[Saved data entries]
● ● ● ●
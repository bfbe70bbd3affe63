//! DRM connectors under /sys/class/drm.

use crate::error::{ResolveError, ResolveResult};
use crate::modules::{Module, segment};
use crate::platform::{Permission, Platform};
use crate::resource::{Card, Identifier, Item, Resource, Screen, Text, Value};

use std::sync::Arc;

const DRM: &str = "/sys/class/drm";

pub struct DisplayModule {
    platform: Arc<Platform>,
}

impl DisplayModule {
    pub fn new(platform: Arc<Platform>) -> Self {
        Self { platform }
    }

    /// Connector directories look like "card0-HDMI-A-1" and carry a status.
    fn connectors(&self) -> ResolveResult<Vec<String>> {
        let names = match self.platform.list_dir(DRM) {
            Ok(names) => names,
            Err(ResolveError::NotFound) => return Ok(Vec::new()),
            Err(e) => return Err(e),
        };
        Ok(names
            .into_iter()
            .filter(|name| name.starts_with("card") && name.contains('-'))
            .filter(|name| self.platform.path(&format!("{}/{}/status", DRM, name)).is_file())
            .collect())
    }

    fn attr(&self, connector: &str, attr: &str) -> Option<String> {
        self.platform.attr(&format!("{}/{}/{}", DRM, connector, attr))
    }

    fn connector(&self, identifier: &Identifier, name: &str) -> ResolveResult<Screen> {
        if !self.connectors()?.iter().any(|c| c == name) {
            return Err(ResolveError::NotFound);
        }

        let modes: Vec<String> = self
            .attr(name, "modes")
            .map(|m| m.lines().map(str::trim).filter(|l| !l.is_empty()).map(String::from).collect())
            .unwrap_or_default();
        let enabled = self.attr(name, "enabled").map(|e| e == "enabled");

        Ok(Screen::card_list(
            identifier.clone(),
            Text::literal(name),
            vec![Card::new(
                "general",
                Text::key("display_general"),
                vec![
                    Item::new("status", Text::key("display_status"))
                        .maybe_value(self.attr(name, "status")),
                    Item::new("enabled", Text::key("display_enabled")).maybe_value(enabled),
                    Item::new("modes", Text::key("display_modes")).value(Value::StringArray(modes)),
                    Item::new("dpms", Text::key("display_dpms"))
                        .maybe_value(self.attr(name, "dpms")),
                ],
            )],
        ))
    }
}

impl Module for DisplayModule {
    fn id(&self) -> &str {
        "display"
    }

    fn name(&self) -> Text {
        Text::key("display")
    }

    fn description(&self) -> Text {
        Text::key("display_description")
    }

    fn required_permissions(&self) -> &[Permission] {
        &[Permission::ReadDisplayConnectors]
    }

    fn resolve(&self, identifier: &Identifier) -> ResolveResult<Resource> {
        let screen = match (segment(identifier, 0), identifier.path.len()) {
            (None, _) => {
                let items = self
                    .connectors()?
                    .into_iter()
                    .map(|name| {
                        Item::new(&name, Text::literal(&name))
                            .maybe_value(self.attr(&name, "status"))
                            .navigate_to(identifier / name.as_str())
                    })
                    .collect();
                Screen::item_list(identifier.clone(), self.name(), items)
            }
            (Some(name), 1) => self.connector(identifier, name)?,
            _ => return Err(ResolveError::NotFound),
        };
        Ok(screen.into())
    }
}

#[cfg(test)]
mod tests {
    use super::*;
    use crate::modules::testing::{platform, screen, shown, write};
    use pretty_assertions::assert_eq;

    fn fixture() -> tempfile::TempDir {
        let dir = tempfile::tempdir().unwrap();
        write(dir.path(), "/sys/class/drm/card0-DSI-1/status", "connected\n");
        write(dir.path(), "/sys/class/drm/card0-DSI-1/enabled", "enabled\n");
        write(dir.path(), "/sys/class/drm/card0-DSI-1/modes", "1080x2400\n1080x2400\n");
        write(dir.path(), "/sys/class/drm/card0/dev", "226:0\n");
        write(dir.path(), "/sys/class/drm/version", "drm 1.1.0\n");
        dir
    }

    #[test]
    fn lists_only_connectors() {
        let dir = fixture();
        let module = DisplayModule::new(platform(dir.path()));
        let root = Identifier::module_root("display");
        let screen = screen(module.resolve(&root).unwrap());

        assert_eq!(screen.links(), vec![&(&root / "card0-DSI-1")]);
        assert_eq!(shown(&screen, "card0-DSI-1").as_deref(), Some("connected"));
    }

    #[test]
    fn connector_details() {
        let dir = fixture();
        let module = DisplayModule::new(platform(dir.path()));
        let id = &Identifier::module_root("display") / "card0-DSI-1";
        let screen = screen(module.resolve(&id).unwrap());

        assert_eq!(shown(&screen, "enabled").as_deref(), Some("Yes"));
        assert_eq!(shown(&screen, "modes").as_deref(), Some("1080x2400, 1080x2400"));
        assert_eq!(shown(&screen, "dpms"), None);

        let missing = &Identifier::module_root("display") / "card0";
        assert_eq!(module.resolve(&missing).unwrap_err(), ResolveError::NotFound);
    }

    #[test]
    fn no_drm_is_an_empty_list() {
        let dir = tempfile::tempdir().unwrap();
        let module = DisplayModule::new(platform(dir.path()));
        let screen = screen(module.resolve(&Identifier::module_root("display")).unwrap());
        assert!(screen.elements().is_empty());
    }
}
● ● ● ●
**Required work:**
In the records, which lines mention the word "connected"? Copy those lines.

**Solution for this task:**
        write(dir.path(), "/sys/class/drm/card0-DSI-1/status", "connected\n");
        assert_eq!(shown(&screen, "card0-DSI-1").as_deref(), Some("connected"));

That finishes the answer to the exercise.